- **Directions for this task**
Extract the complete listing and output it unchanged.

==============================

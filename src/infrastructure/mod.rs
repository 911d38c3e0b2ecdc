//! Infrastructure layer - External service implementations

pub mod embedding;
pub mod logging;
pub mod observability;
pub mod semantic_cache;
pub mod services;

==============================

- **Your response**
filename src/infrastructure/mod.rs
repository 911d38c3e0b2ecdc
//! Infrastructure layer - External service implementations

pub mod embedding;
pub mod logging;
pub mod observability;
pub mod semantic_cache;
pub mod services;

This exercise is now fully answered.